4 de febrero de 2013

La liturgia, nuestra riqueza.

Evangelio según San Lucas 4,21-30.
Entonces comenzó a decirles: "Hoy se ha cumplido este pasaje de la Escritura que acaban de oír".
Todos daban testimonio a favor de él y estaban llenos de admiración por las palabras de gracia que salían de su boca. Y decían: "¿No es este el hijo de José?".
Pero él les respondió: "Sin duda ustedes me citarán el refrán: 'Médico, cúrate a ti mismo'. Realiza también aquí, en tu patria, todo lo que hemos oído que sucedió en Cafarnaún".
Después agregó: "Les aseguro que ningún profeta es bien recibido en su tierra.
Yo les aseguro que había muchas viudas en Israel en el tiempo de Elías, cuando durante tres años y seis meses no hubo lluvia del cielo y el hambre azotó a todo el país.
Sin embargo, a ninguna de ellas fue enviado Elías, sino a una viuda de Sarepta, en el país de Sidón.
También había muchos leprosos en Israel, en el tiempo del profeta Eliseo, pero ninguno de ellos fue curado, sino Naamán, el sirio".
Al oír estas palabras, todos los que estaban en la sinagoga se enfurecieron
y, levantándose, lo empujaron fuera de la ciudad, hasta un lugar escarpado de la colina sobre la que se levantaba la ciudad, con intención de despeñarlo.
Pero Jesús, pasando en medio de ellos, continuó su camino.
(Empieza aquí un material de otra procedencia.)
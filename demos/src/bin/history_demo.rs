//! # History Demo
//!
//! Drives a small editing session against the in-memory graph editor:
//! builds a tiny graph, merges a simulated drag, groups edits in a
//! bracket, removes and restores a node through its synthesized inverse,
//! and reconciles the history cursor the way an external transaction
//! system would.

use nodeforge_core::controller::{GraphController, GraphEditor, OperatorRegistry, OperatorSpec};
use nodeforge_core::graph::{Pin, PinDirection};
use nodeforge_core::math::vec2;

fn registry() -> OperatorRegistry {
    let mut registry = OperatorRegistry::new();
    registry.register(
        "math.Add",
        OperatorSpec::new(vec![
            Pin::new("A", PinDirection::Input, "f32"),
            Pin::new("B", PinDirection::Input, "f32"),
            Pin::new("Result", PinDirection::Output, "f32"),
        ]),
    );
    registry.register(
        "math.Scale",
        OperatorSpec::new(vec![
            Pin::new("Value", PinDirection::Input, "f32"),
            Pin::new("Factor", PinDirection::Input, "f32"),
            Pin::new("Result", PinDirection::Output, "f32"),
        ]),
    );
    registry
}

fn print_history(editor: &GraphEditor) {
    let stack = editor.action_stack();
    println!(
        "  history: {} undo / {} redo (cursor {})",
        stack.undo_len(),
        stack.redo_len(),
        stack.cursor()
    );
    for title in stack.undo_titles() {
        println!("    UNDO {title}");
    }
    for title in stack.redo_titles() {
        println!("    REDO {title}");
    }
}

fn main() {
    env_logger::init();

    let mut editor = GraphEditor::new(registry());
    editor.on_modified(|event| log::debug!("graph modified: {event:?}"));

    println!("== build a small graph ==");
    editor
        .add_operator_node("math.Add", "execute", vec2(0.0, 0.0), "Add", true)
        .expect("add node");
    editor
        .add_operator_node("math.Scale", "execute", vec2(200.0, 0.0), "Scale", true)
        .expect("add node");
    editor
        .add_link("Add.Result", "Scale.Value", true)
        .expect("link");
    editor
        .set_pin_default_value("Add.A", "5", true)
        .expect("set pin");
    editor
        .set_pin_default_value("Add.A", "7", true)
        .expect("set pin");
    print_history(&editor);

    println!("== a drag merges into one step ==");
    for x in [10.0, 40.0, 90.0] {
        editor
            .set_node_position_by_name("Scale", vec2(x, 0.0), true)
            .expect("move");
    }
    print_history(&editor);

    println!("== bracketed edits commit as one step ==");
    editor.open_undo_bracket("Recolor pair");
    for name in ["Add", "Scale"] {
        editor
            .set_node_color_by_name(
                name,
                nodeforge_core::math::Color::new(0.8, 0.3, 0.1, 1.0),
                true,
            )
            .expect("recolor");
    }
    editor.close_undo_bracket();
    print_history(&editor);

    println!("== remove and restore through the inverse ==");
    editor.remove_node_by_name("Add", true).expect("remove");
    println!("  removed: graph has {} nodes", editor.graph().nodes.len());
    editor.undo();
    println!(
        "  undone:  graph has {} nodes, Add.A = {:?}",
        editor.graph().nodes.len(),
        editor.graph().find_pin("Add.A").map(|p| &p.default_value)
    );

    println!("== reconcile against an external cursor ==");
    editor.reconcile(2);
    print_history(&editor);
    editor.reconcile(editor.action_stack().undo_len() + editor.action_stack().redo_len());
    print_history(&editor);
}
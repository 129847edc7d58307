//! The node-graph model: nodes, pins, links, and nested subgraphs.
//!
//! Everything in this module is addressed by stable textual identity
//! (node names and dot-separated pin paths), so that history records and
//! serialized clipboards stay valid across arbitrary mutations of the live
//! object graph.
//!
//! - [`Graph`] — a flat set of uniquely named nodes plus links
//! - [`Node`] / [`NodeKind`] — canvas units with kind-specific payloads
//! - [`Pin`] — typed connection points, including array and struct sub-pins
//! - [`Link`] — a directed pin-to-pin connection
//! - [`NodeClipboard`] — the export/import exchange format

mod graph;
mod link;
mod node;
mod pin;

pub use graph::{ExposedPin, Graph, NodeClipboard};
pub use link::{Link, LINK_SEPARATOR};
pub use node::{Node, NodeKind};
pub use pin::{split_pin_path, Injection, Pin, PinDirection};
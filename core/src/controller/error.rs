//! Error types for controller operations.

use thiserror::Error;

use crate::history::CodecError;

/// Why the graph rejected a mutation.
///
/// Every variant is recoverable: the model is left untouched by the failed
/// operation and the editing session continues.
#[derive(Debug, Clone, PartialEq, Error)]
pub enum ControllerError {
    #[error("node '{0}' not found")]
    NodeNotFound(String),

    #[error("pin '{0}' not found")]
    PinNotFound(String),

    #[error("link '{src} -> {target}' not found")]
    LinkNotFound { src: String, target: String },

    #[error("name '{0}' is already taken")]
    NameCollision(String),

    #[error("node '{node}' is a {found}, expected a {expected}")]
    KindMismatch {
        node: String,
        expected: &'static str,
        found: &'static str,
    },

    #[error("{0}")]
    InvalidOperation(String),

    #[error("serialization failed: {0}")]
    Serialization(String),

    #[error(transparent)]
    Codec(#[from] CodecError),
}

/// Result type for controller operations.
pub type ControllerResult<T = ()> = Result<T, ControllerError>;
impl ActionStack {
    pub fn new() -> Self {
        Self::with_max_depth(DEFAULT_MAX_DEPTH)
    }

    /// Creates a stack that keeps at most `max_depth` undo steps, dropping
    /// the oldest on overflow.
    pub fn with_max_depth(max_depth: usize) -> Self {
        Self {
            undo_actions: Vec::new(),
            redo_actions: Vec::new(),
            brackets: Vec::new(),
            cursor: 0,
            max_depth,
            save_distance: Some(0),
        }
    }

    // --- read-only inspection -----------------------------------------------

    pub fn undo_len(&self) -> usize {
        self.undo_actions.len()
    }

    pub fn redo_len(&self) -> usize {
        self.redo_actions.len()
    }

    pub fn can_undo(&self) -> bool {
        !self.undo_actions.is_empty()
    }

    pub fn can_redo(&self) -> bool {
        !self.redo_actions.is_empty()
    }

    pub fn cursor(&self) -> usize {
        self.cursor
    }

    pub fn bracket_depth(&self) -> usize {
        self.brackets.len()
    }

    pub fn max_depth(&self) -> usize {
        self.max_depth
    }

    /// Titles of undoable steps, most recent first. Decodes lazily; entries
    /// that fail to decode fall back to their kind tag.
    pub fn undo_titles(&self) -> impl Iterator<Item = String> + '_ {
        self.undo_actions.iter().rev().map(title_of)
    }

    /// Titles of redoable steps, most recent first.
    pub fn redo_titles(&self) -> impl Iterator<Item = String> + '_ {
        self.redo_actions.iter().rev().map(title_of)
    }

    // --- brackets -----------------------------------------------------------

    /// Opens a bracket: every following push lands inside it until the
    /// matching close, committing as a single undo step.
    pub fn open_bracket(&mut self, title: &str) {
        self.brackets.push(ActionRecord::compound(title));
    }

    /// Closes the innermost bracket. At depth zero the bracket commits to
    /// undo history; at greater depth it becomes a sub-action of the new
    /// innermost bracket, so nested brackets compose instead of flattening.
    pub fn close_bracket(&mut self) -> bool {
        debug_assert!(
            !self.brackets.is_empty(),
            "close_bracket without matching open_bracket"
        );
        let Some(record) = self.brackets.pop() else {
            return false;
        };
        if let Some(parent) = self.brackets.last_mut() {
            if let Err(e) = parent.push_sub_action(record) {
                log::error!("failed to nest bracket: {e}");
                return false;
            }
            return true;
        }
        self.commit(record)
    }

    /// Discards the innermost bracket without committing it.
    ///
    /// Effects already applied by the bracket's actions are deliberately
    /// not rolled back: cancel means "stop recording, accept the current
    /// state", not "revert".
    pub fn cancel_bracket(&mut self) -> bool {
        debug_assert!(
            !self.brackets.is_empty(),
            "cancel_bracket without matching open_bracket"
        );
        self.brackets.pop().is_some()
    }

    // --- recording ----------------------------------------------------------

    /// Records `record`, merging where possible: into the open bracket's
    /// last sub-action, or, with no bracket open, into the last committed
    /// undo entry (decoded, merged, re-encoded in place). Appends only when
    /// merging fails. Top-level recording discards the redo branch.
    pub fn push_action(&mut self, record: ActionRecord) -> bool {
        if let Some(bracket) = self.brackets.last_mut() {
            if let Some(last_key) = bracket.sub_actions.last_mut() {
                if let Some(key) = merge_into_key(last_key, &record) {
                    *last_key = key;
                    return true;
                }
            }
            return match encode(&record) {
                Ok(key) => {
                    bracket.sub_actions.push(key);
                    true
                }
                Err(e) => {
                    log::error!("failed to encode action '{}': {e}", record.title);
                    false
                }
            };
        }

        let content = record.modifies_content();
        if let Some(last_key) = self.undo_actions.last_mut() {
            if let Some(key) = merge_into_key(last_key, &record) {
                *last_key = key;
                self.discard_redo(content);
                // The merged-into entry was the save point; its content
                // changed, so the save is gone.
                if content && self.save_distance == Some(0) {
                    self.save_distance = None;
                }
                self.cursor = self.undo_actions.len();
                return true;
            }
        }
        self.commit(record)
    }

    fn commit(&mut self, record: ActionRecord) -> bool {
        let content = record.modifies_content();
        let key = match encode(&record) {
            Ok(key) => key,
            Err(e) => {
                log::error!("failed to encode action '{}': {e}", record.title);
                return false;
            }
        };
        self.discard_redo(content);
        if content {
            if let Some(d) = &mut self.save_distance {
                *d += 1;
            }
        }
        self.undo_actions.push(key);
        self.trim_overflow();
        self.cursor = self.undo_actions.len();
        true
    }

    fn discard_redo(&mut self, content: bool) {
        if self.redo_actions.is_empty() {
            return;
        }
        self.redo_actions.clear();
        // A save point sitting in the discarded redo branch is unreachable.
        if content {
            if let Some(d) = self.save_distance {
                if d < 0 {
                    self.save_distance = None;
                }
            }
        }
    }

    fn trim_overflow(&mut self) {
        if self.undo_actions.len() > self.max_depth {
            self.undo_actions.remove(0);
            if let Some(d) = self.save_distance {
                if d > self.undo_actions.len() as i64 {
                    self.save_distance = None;
                }
            }
        }
    }

    // --- replay -------------------------------------------------------------

    /// Undoes the most recent step. Reports "nothing to undo" on an empty
    /// history; on replay failure reports the failing action's title and
    /// drops the entry (it is not retried).
    pub fn undo(&mut self, ctl: &mut dyn GraphController) -> bool {
        let Some(key) = self.undo_actions.pop() else {
            ctl.report_warning("Nothing to undo.");
            return false;
        };
        self.cursor = self.undo_actions.len();

        let record = match decode(&key) {
            Ok(record) => record,
            Err(e) => {
                ctl.report_error(&format!("Error while decoding undo entry: {e}"));
                return false;
            }
        };
        match record.undo(ctl) {
            Ok(()) => {
                if record.modifies_content() {
                    if let Some(d) = &mut self.save_distance {
                        *d -= 1;
                    }
                }
                self.redo_actions.push(key);
                true
            }
            Err(e) => {
                ctl.report_error(&format!(
                    "Error while undoing action '{}': {e}",
                    record.title
                ));
                false
            }
        }
    }

    /// Redoes the most recently undone step; symmetric to
    /// [`undo`](Self::undo).
    pub fn redo(&mut self, ctl: &mut dyn GraphController) -> bool {
        let Some(key) = self.redo_actions.pop() else {
            ctl.report_warning("Nothing to redo.");
            return false;
        };
        let record = match decode(&key) {
            Ok(record) => record,
            Err(e) => {
                ctl.report_error(&format!("Error while decoding redo entry: {e}"));
                return false;
            }
        };
        match record.redo(ctl) {
            Ok(()) => {
                if record.modifies_content() {
                    if let Some(d) = &mut self.save_distance {
                        *d += 1;
                    }
                }
                self.undo_actions.push(key);
                self.trim_overflow();
                self.cursor = self.undo_actions.len();
                true
            }
            Err(e) => {
                ctl.report_error(&format!(
                    "Error while redoing action '{}': {e}",
                    record.title
                ));
                false
            }
        }
    }

    /// Re-derives the cursor after the external transaction system moved
    /// independently: replays undo while the cursor is past `desired` and
    /// redo while it is short of it, inside a broadcast bracket.
    ///
    /// Stops with a logged warning if history runs out before `desired` is
    /// reached, and broadcasts a cancel on the first failed step. Returns
    /// whether the cursor ended up at `desired`.
    pub fn reconcile(&mut self, desired: usize, ctl: &mut dyn GraphController) -> bool {
        if desired == self.cursor {
            return true;
        }
        ctl.notify(GraphEvent::BracketOpened);

        while self.cursor > desired {
            if self.undo_actions.is_empty() {
                log::warn!(
                    "reconcile stopped: undo history exhausted at {} (desired {desired})",
                    self.cursor
                );
                break;
            }
            if !self.undo(ctl) {
                ctl.notify(GraphEvent::BracketCanceled);
                return false;
            }
        }
        while self.cursor < desired {
            if self.redo_actions.is_empty() {
                log::warn!(
                    "reconcile stopped: redo history exhausted at {} (desired {desired})",
                    self.cursor
                );
                break;
            }
            if !self.redo(ctl) {
                ctl.notify(GraphEvent::BracketCanceled);
                return false;
            }
        }

        ctl.notify(GraphEvent::BracketClosed);
        self.cursor == desired
    }

    // --- save tracking ------------------------------------------------------

    /// Records the current state as saved.
    pub fn mark_saved(&mut self) {
        self.save_distance = Some(0);
    }

    /// Whether the current state differs from the last saved one. `true`
    /// when never saved, or when the save point became unreachable (dropped
    /// by overflow, or discarded with the redo branch).
    pub fn has_unsaved_changes(&self) -> bool {
        self.save_distance != Some(0)
    }

    /// Drops both histories and any open brackets. The saved state remains
    /// "saved" only if the stack was at it.
    pub fn clear(&mut self) {
        self.undo_actions.clear();
        self.redo_actions.clear();
        self.brackets.clear();
        self.cursor = 0;
        if self.save_distance != Some(0) {
            self.save_distance = None;
        }
    }
}
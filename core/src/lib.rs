//! # NodeForge Core
//!
//! A node-graph editing model with a transactional undo/redo engine.
//!
//! The [`graph`] module holds the model (nodes, pins, links, nested
//! subgraphs), [`controller`] the capability interface mutations go
//! through, and [`history`] the action stack: invertible action records,
//! bracket grouping, merging of rapid edits, inverse-action synthesis for
//! removals, and reconciliation with an external transaction system.

pub mod controller;
pub mod graph;
pub mod history;
pub mod math;

/// Core library version
pub const VERSION: &str = env!("CARGO_PKG_VERSION");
Extraído de la Biblia, Libro del Pueblo de Dios.


COMENTARIO:


  En este episodio del Evangelio, Lucas nos sitúa en la sinagoga de Nazaret, donde Jesús entró en un sábado para cumplir con el culto sinagogal, como era costumbre de su tiempo. Si nos fijamos, veremos que los cristianos seguimos un esquema parecido en Domingo, día del Señor, al que usaba el pueblo de Israel para reverenciar a Dios.
En el sábado, que era su día de descanso y oración, se reunían para tratar las Sagradas Escrituras, comenzando la sesión con la recitación de la Shemá, que era el resumen de los preceptos del Señor, y a continuación enunciaban las dieciocho bendiciones. Después se leía un pasaje del Libro de la Ley, el Pentateuco, y otro de los Profetas. A continuación, el que presidía la ceremonia invitaba a algunos de los que se encontraban allí a que dirigiera la palabra a los presentes. Normalmente se levantaba alguien de forma voluntaria, y eso fue lo que debió ocurrir en esa ocasión con el Señor, que deseaba instruir a su pueblo. La reunión terminaba con la bendición sacerdotal y todos repetían “Amén”.


  He querido comentar el desarrollo de esta ceremonia, porque me impresiona, y a la vez me fascina, el paralelismo que guarda con nuestra liturgia dominical.
Los que se encontraban allí reunidos, a parte del pueblo, eran los Apóstoles y los discípulos que seguían al Señor. Los mismos que en Pentecostés, al recibir el Espíritu Santo, forman parte de Cristo Resucitado a través de la Gracia y configuran la Iglesia. Esa Iglesia que, como germen del Reino de Dios en la tierra, guarda las tradiciones que han ido formando parte del Nuevo Israel: de cada uno de nosotros que hemos sido bautizados en el Señor.


  Hoy, en nuestra Misa dominical, si cerramos los ojos, oiremos a Jesús hablarnos del pasaje de Isaías donde, como en aquel tiempo, el profeta anunciaba la llegada del Señor que libraría al pueblo de sus aflicciones. Hoy, como ayer, Jesucristo nos recuerda con sus palabras que la salvación que Dios ha obrado con su Pueblo y el ungido por el Señor  para llevarla a cabo, son la misma persona: Él mismo.
Cristo hace presente al Padre y muestra la plena identidad que se da entre el mensajero y el mensaje: Él es nuestra salvación.


  Pero como vimos en el Evangelio de ayer, cuando Simeón anuncia que el Niño será causa de dolor y gozo, la reacción de los habitantes de Nazaret, que se maravillaban de Jesús, es ahora de ira ante sus palabras. Como nosotros hacemos muchas veces, la falta de fe de sus conciudadanos les lleva a pedir que acredite sus palabras con un milagro. Y al no ceder Jesús a sus deseos, también como ocurre en nuestros corazones mezquinos, le consideraron un falso profeta.
Han pasado muchos siglos, pero los hombres hemos cambiado muy poco: seguimos sin ver la Verdad que encierra la Palabra del Señor, a pesar de que ha sido regada con el sacrificio, en rescate por nosotros, de su preciosísima Sangre.